By Steve Keating
(Reuters) - At first glance Alicia Sacramone, America's most decorated gymnast, looks a picture of perfection posing with her back arched and muscles taut in ESPN Magazine's Body Issue.
There are no noticeable flaws in the revealing black-and-white photo but, in a sport where there are no longer perfect 10s, look closely and the scars are there from four years ago when Sacramone was exposed in a much more personal way at the Beijing Olympics.
The captain of the U.S. women's gymnastics team that was expected to strike gold in China instead returned home with silver after Sacramone fumbled her mount onto the balance beam and botched her floor routine.
Nearly four years on the mistakes cannot be airbrushed away but the chance to wash over those unpleasant images with a happy ending to her Olympic story was enough to pull Sacramone back to the gym in a bid to qualify for the 2012 London Summer Games.
"Beijing didn't go the way I planned and I would have liked to have performed a little bit better personally," Sacramone told Reuters. "After Beijing that is what stuck in my mind. I want a better Olympic finish.
"A silver medal for the team is phenomenal but as an athlete we are super competitive and we want to win."
From swimmers like Australian Ian Thorpe to wrestlers such as American Rulon Gardner, the lure of Olympic gold has proven hard to resist.
But the road back for gymnasts is perhaps one of the toughest and most heartbreaking of all.
In a sport that embraces teenage pixies and fearless fresh faces, 24-year-old Sacramone is a gymnastics senior citizen, explaining part of her reason for posing nude for ESPN was to prove you do not need to be 13 or 14 years old to be a gymnast.
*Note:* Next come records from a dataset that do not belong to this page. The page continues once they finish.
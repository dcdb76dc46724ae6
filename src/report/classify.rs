//! Image discovery and step classification
//!
//! Photos are matched to inspection steps by their file names. Matching is
//! case-insensitive and runs in three passes: the ordered keyword table, then
//! a `step N` pattern, then the fallback bucket.

use std::path::{Path, PathBuf};
use std::sync::LazyLock;

use regex::Regex;
use serde::{Deserialize, Serialize};
use thiserror::Error;
use tracing::{debug, info, warn};

use crate::report::step::Step;

/// File extensions treated as images
pub const IMAGE_EXTENSIONS: &[&str] = &["jpg", "jpeg", "png", "bmp", "gif"];

#[derive(Debug, Error)]
pub enum ScanError {
    #[error("Image folder not found: {0}")]
    NotFound(PathBuf),

    #[error("Failed to read image folder {path}: {message}")]
    Read { path: PathBuf, message: String },
}

/// Keywords that put an image into a step
#[derive(Debug, Clone, PartialEq, Eq, Serialize, Deserialize)]
pub struct StepKeywords {
    pub step: Step,
    pub keywords: Vec<String>,
}

/// A scanned image and its classification
#[derive(Debug, Clone, PartialEq, Eq, Serialize)]
pub struct ImageEntry {
    pub path: PathBuf,
    pub file_name: String,
    pub step: Step,
    pub is_defect: bool,
    /// Excluded images are neither renamed nor placed
    pub selected: bool,
}

/// Operator correction for one scanned image, matched by file name
#[derive(Debug, Clone, Default, PartialEq, Eq, Serialize, Deserialize)]
#[serde(default)]
pub struct ImageOverride {
    pub file: String,
    pub step: Option<Step>,
    pub defect: Option<bool>,
    #[serde(rename = "use")]
    pub selected: Option<bool>,
}

pub struct ImageClassifier {
    defect_words: Vec<String>,
    step_keywords: Vec<StepKeywords>,
}

impl ImageClassifier {
    pub fn new(defect_words: &[String], step_keywords: &[StepKeywords]) -> Self {
        let lower = |words: &[String]| -> Vec<String> {
            words.iter().map(|w| w.to_lowercase()).collect()
        };
        Self {
            defect_words: lower(defect_words),
            step_keywords: step_keywords
                .iter()
                .map(|sk| StepKeywords {
                    step: sk.step,
                    keywords: lower(&sk.keywords),
                })
                .collect(),
        }
    }

    /// Step and defect flag for a file name
    pub fn classify(&self, file_name: &str) -> (Step, bool) {
        let name = file_name.to_lowercase();
        let is_defect = self.defect_words.iter().any(|w| name.contains(w.as_str()));

        let by_keyword = self
            .step_keywords
            .iter()
            .find(|sk| sk.keywords.iter().any(|k| name.contains(k.as_str())))
            .map(|sk| sk.step);

        let step = by_keyword
            .or_else(|| {
                STEP_PATTERN
                    .captures(&name)
                    .and_then(|c| c.get(1))
                    .and_then(|m| m.as_str().parse::<u32>().ok())
                    .filter(|n| *n > 0)
                    .map(Step::new)
            })
            .unwrap_or_else(Step::fallback);

        debug!(file = file_name, step = %step, is_defect, "classified image");
        (step, is_defect)
    }

    /// Classify every image directly inside `folder`, sorted by step
    pub fn scan(&self, folder: &Path) -> Result<Vec<ImageEntry>, ScanError> {
        if !folder.is_dir() {
            return Err(ScanError::NotFound(folder.to_path_buf()));
        }

        let mut entries = Vec::new();
        for entry in walkdir::WalkDir::new(folder)
            .min_depth(1)
            .max_depth(1)
            .sort_by_file_name()
        {
            let entry = entry.map_err(|e| ScanError::Read {
                path: folder.to_path_buf(),
                message: e.to_string(),
            })?;
            if !entry.file_type().is_file() || !is_image(entry.path()) {
                continue;
            }

            let file_name = entry.file_name().to_string_lossy().into_owned();
            let (step, is_defect) = self.classify(&file_name);
            entries.push(ImageEntry {
                path: entry.into_path(),
                file_name,
                step,
                is_defect,
                selected: true,
            });
        }

        sort_by_step(&mut entries);
        info!(
            images = entries.len(),
            defects = entries.iter().filter(|e| e.is_defect).count(),
            "scanned image folder"
        );
        Ok(entries)
    }
}

static STEP_PATTERN: LazyLock<Regex> =
    LazyLock::new(|| Regex::new(r"step[_\s]*(\d+)").expect("valid step regex"));

pub fn is_image(path: &Path) -> bool {
    path.extension()
        .and_then(|e| e.to_str())
        .map(|e| IMAGE_EXTENSIONS.contains(&e.to_lowercase().as_str()))
        .unwrap_or(false)
}

/// Stable sort on the textual step key
pub fn sort_by_step(entries: &mut [ImageEntry]) {
    entries.sort_by_cached_key(|e| e.step.sort_key());
}

/// Apply operator overrides. Returns the override file names that matched no
/// scanned image.
pub fn apply_overrides(entries: &mut [ImageEntry], overrides: &[ImageOverride]) -> Vec<String> {
    let mut unmatched = Vec::new();
    for ov in overrides {
        let Some(entry) = entries.iter_mut().find(|e| e.file_name == ov.file) else {
            warn!(file = %ov.file, "override does not match any scanned image");
            unmatched.push(ov.file.clone());
            continue;
        };
        if let Some(step) = ov.step {
            entry.step = step;
        }
        if let Some(defect) = ov.defect {
            entry.is_defect = defect;
        }
        if let Some(selected) = ov.selected {
            entry.selected = selected;
        }
        debug!(file = %entry.file_name, step = %entry.step, "override applied");
    }
    sort_by_step(entries);
    unmatched
}

/// Selected images grouped into the steps shown on the reference sheet
#[derive(Debug, Clone, Default)]
pub struct StepGroups {
    groups: Vec<(Step, Vec<PathBuf>)>,
    unplaced: Vec<PathBuf>,
}

impl StepGroups {
    pub fn from_entries(entries: &[ImageEntry]) -> Self {
        let mut groups: Vec<(Step, Vec<PathBuf>)> = Step::display_buckets()
            .into_iter()
            .map(|s| (s, Vec::new()))
            .collect();
        let mut unplaced = Vec::new();

        for entry in entries.iter().filter(|e| e.selected) {
            match groups.iter_mut().find(|(s, _)| *s == entry.step) {
                Some((_, paths)) => paths.push(entry.path.clone()),
                None => unplaced.push(entry.path.clone()),
            }
        }

        Self { groups, unplaced }
    }

    pub fn images(&self, step: Step) -> &[PathBuf] {
        self.groups
            .iter()
            .find(|(s, _)| *s == step)
            .map(|(_, paths)| paths.as_slice())
            .unwrap_or(&[])
    }

    /// Selected images whose step has no row on the reference sheet
    pub fn unplaced(&self) -> &[PathBuf] {
        &self.unplaced
    }
}

/// Selected defect images in scan order
pub fn defect_paths(entries: &[ImageEntry]) -> Vec<PathBuf> {
    entries
        .iter()
        .filter(|e| e.selected && e.is_defect)
        .map(|e| e.path.clone())
        .collect()
}

#[cfg(test)]
mod tests {
    use super::*;
    use std::fs;
    use tempfile::TempDir;

    fn classifier() -> ImageClassifier {
        let config = crate::core::Config::builtin().unwrap();
        ImageClassifier::new(&config.defect_words, &config.step_keywords)
    }

    fn touch(dir: &Path, names: &[&str]) {
        for name in names {
            fs::write(dir.join(name), b"x").unwrap();
        }
    }

    #[test]
    fn test_keyword_and_fallback_classification() {
        let c = classifier();
        assert_eq!(c.classify("step3_label.jpg"), (Step::new(3), false));
        assert_eq!(c.classify("random_photo.jpg"), (Step::new(1), false));
        assert_eq!(c.classify("Shipping_Case.JPG").0, Step::new(1));
        assert_eq!(c.classify("step5_2_open.png").0, Step::sub(5, 2));
        assert_eq!(c.classify("shackle.png").0, Step::new(5));
    }

    #[test]
    fn test_keyword_table_order_decides_sub_steps() {
        let config = crate::core::Config::builtin().unwrap();
        let mut step5_first = config.step_keywords.clone();
        let step5 = step5_first
            .iter()
            .position(|sk| sk.step == Step::new(5))
            .unwrap();
        let moved = step5_first.remove(step5);
        let first_sub = step5_first
            .iter()
            .position(|sk| sk.step == Step::sub(5, 1))
            .unwrap();
        step5_first.insert(first_sub, moved);

        let c = ImageClassifier::new(&config.defect_words, &step5_first);
        assert_eq!(c.classify("step5_1_key.jpg").0, Step::new(5));
        assert_eq!(classifier().classify("step5_1_key.jpg").0, Step::sub(5, 1));
    }

    #[test]
    fn test_regex_fallback() {
        let c = classifier();
        assert_eq!(c.classify("STEP_7 overview.jpg").0, Step::new(7));
        assert_eq!(c.classify("step_12.png").0, Step::new(12));
    }

    #[test]
    fn test_defect_flag_independent_of_step() {
        let c = classifier();
        let (step, defect) = c.classify("缺陷_划痕.jpg");
        assert!(defect);
        assert_eq!(step, Step::new(1));

        let (step, defect) = c.classify("step4_nut_Reject.png");
        assert!(defect);
        assert_eq!(step, Step::new(4));
    }

    #[test]
    fn test_scan_filters_and_sorts() {
        let tmp = TempDir::new().unwrap();
        touch(
            tmp.path(),
            &[
                "step2_edge.jpg",
                "notes.txt",
                "step_10_extra.png",
                "b_case.jpeg",
                "a_random.BMP",
                "step4_nut.gif",
                "step5_1_key.jpg",
            ],
        );
        fs::create_dir(tmp.path().join("step3_dir.jpg")).unwrap();

        let entries = classifier().scan(tmp.path()).unwrap();
        let names: Vec<&str> = entries.iter().map(|e| e.file_name.as_str()).collect();

        insta::assert_snapshot!(names.join("\n"), @r"
        a_random.BMP
        b_case.jpeg
        step_10_extra.png
        step2_edge.jpg
        step4_nut.gif
        step5_1_key.jpg
        ");
        assert!(entries.iter().all(|e| e.selected));
    }

    #[test]
    fn test_scan_missing_folder() {
        let err = classifier().scan(Path::new("/nonexistent/photos")).unwrap_err();
        assert!(matches!(err, ScanError::NotFound(_)));
    }

    #[test]
    fn test_overrides() {
        let tmp = TempDir::new().unwrap();
        touch(tmp.path(), &["a.jpg", "b.jpg", "c.jpg"]);
        let mut entries = classifier().scan(tmp.path()).unwrap();

        let overrides = vec![
            ImageOverride {
                file: "c.jpg".into(),
                step: Some(Step::new(2)),
                defect: Some(true),
                ..Default::default()
            },
            ImageOverride {
                file: "b.jpg".into(),
                selected: Some(false),
                ..Default::default()
            },
            ImageOverride {
                file: "zzz.jpg".into(),
                ..Default::default()
            },
        ];
        let unmatched = apply_overrides(&mut entries, &overrides);

        assert_eq!(unmatched, vec!["zzz.jpg".to_string()]);
        assert_eq!(entries.last().unwrap().file_name, "c.jpg");
        assert_eq!(entries.last().unwrap().step, Step::new(2));
        assert_eq!(defect_paths(&entries), vec![tmp.path().join("c.jpg")]);

        let groups = StepGroups::from_entries(&entries);
        assert_eq!(groups.images(Step::new(1)), &[tmp.path().join("a.jpg")]);
        assert_eq!(groups.images(Step::new(2)), &[tmp.path().join("c.jpg")]);
    }

    #[test]
    fn test_groups_report_unplaced_steps() {
        let entry = |name: &str, step: Step| ImageEntry {
            path: PathBuf::from(name),
            file_name: name.to_string(),
            step,
            is_defect: false,
            selected: true,
        };
        let entries = vec![
            entry("a.jpg", Step::new(3)),
            entry("b.jpg", Step::new(5)),
            entry("c.jpg", Step::sub(5, 4)),
            entry("d.jpg", Step::new(9)),
        ];

        let groups = StepGroups::from_entries(&entries);
        assert_eq!(groups.images(Step::new(3)).len(), 1);
        assert_eq!(groups.images(Step::sub(5, 4)).len(), 1);
        assert_eq!(groups.unplaced(), &[PathBuf::from("b.jpg"), PathBuf::from("d.jpg")]);
    }
}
Sacramone's resume, which includes a U.S. record 10 world champion medals, counts for little as she battles 16-year-olds like reigning all-round world champion Jordyn Wieber and Gabrielle Douglas, nicknamed the "Flying Squirrel" for her gravity defying acrobatics, for one of five Olympic berths.
Beijing team mate Nastia Liukin, winner of the all-around gold medal at the 2008 Olympics, has also set her sights on a spot, adding more spice to the U.S. Olympic trials in June.
"It is very difficult, especially since it is two spots less than the last Olympic Games, you can take just five kids," Sacramone's longtime coach Mihai Brestyan, told Reuters. "The number is smaller and the competition is bigger.
"You have the new generation and world champions. It is very tough competition to put yourself on this team.
Drained mentally and physically, Sacramone stepped back from the sport after Beijing but found she was not yet ready to walk away from her Olympic dream.
Two years later, she returned to competition and immediately signaled she was ready to battle for gold in London by winning the vault at the 2010 world championships.
"I took some time off because I needed shoulder surgery and I just needed a break from the gym because it had been 14 years straight, never really getting a vacation," said Sacramone. "At that time I was turning 21 and felt I needed to live a little before I decide what I want to do.
"I didn't really go in with high expectations, I just wanted to see how I could do personally and then after worlds, I was like, 'OK let's give the Olympics one more go.'"
Already battling tough odds, Sacramone's Olympic comeback suddenly appeared a long shot when she blew out her Achilles while preparing for last year's world championships, saying she thought she had heard the floor boards snap when it was her tendon exploding.
For athletes, Achilles injuries are usually described as career-threatening, former-England captain David Beckham denied a chance to play in the 2010 World Cup after suffering a similar injury that cast doubts about his playing future.
Sacramone returned to the United States for surgery and after some initial tears refused to throw in the towel as family, friends and sponsor Proctor & Gamble rallied around her offering encouragement and support.
After months of tedious rehabilitation, Sacramone said she has returned to the gym but the clock is ticking.
She will have only one competition, in early June at the Visa Championships in St. Louis, before entering the Olympic trials pressure cooker.
"When I was 16 trying for the Olympics I wasn't as mentally strong as I am now trying to go in for my second Games," explained Sacramone. "Age has helped me mentally, physically maybe not so much, but I'm definitely a better competitor now than I was then.
"I feel blessed to have an opportunity to try out for a second Olympics team and if it doesn't work out, hey I gave it my all."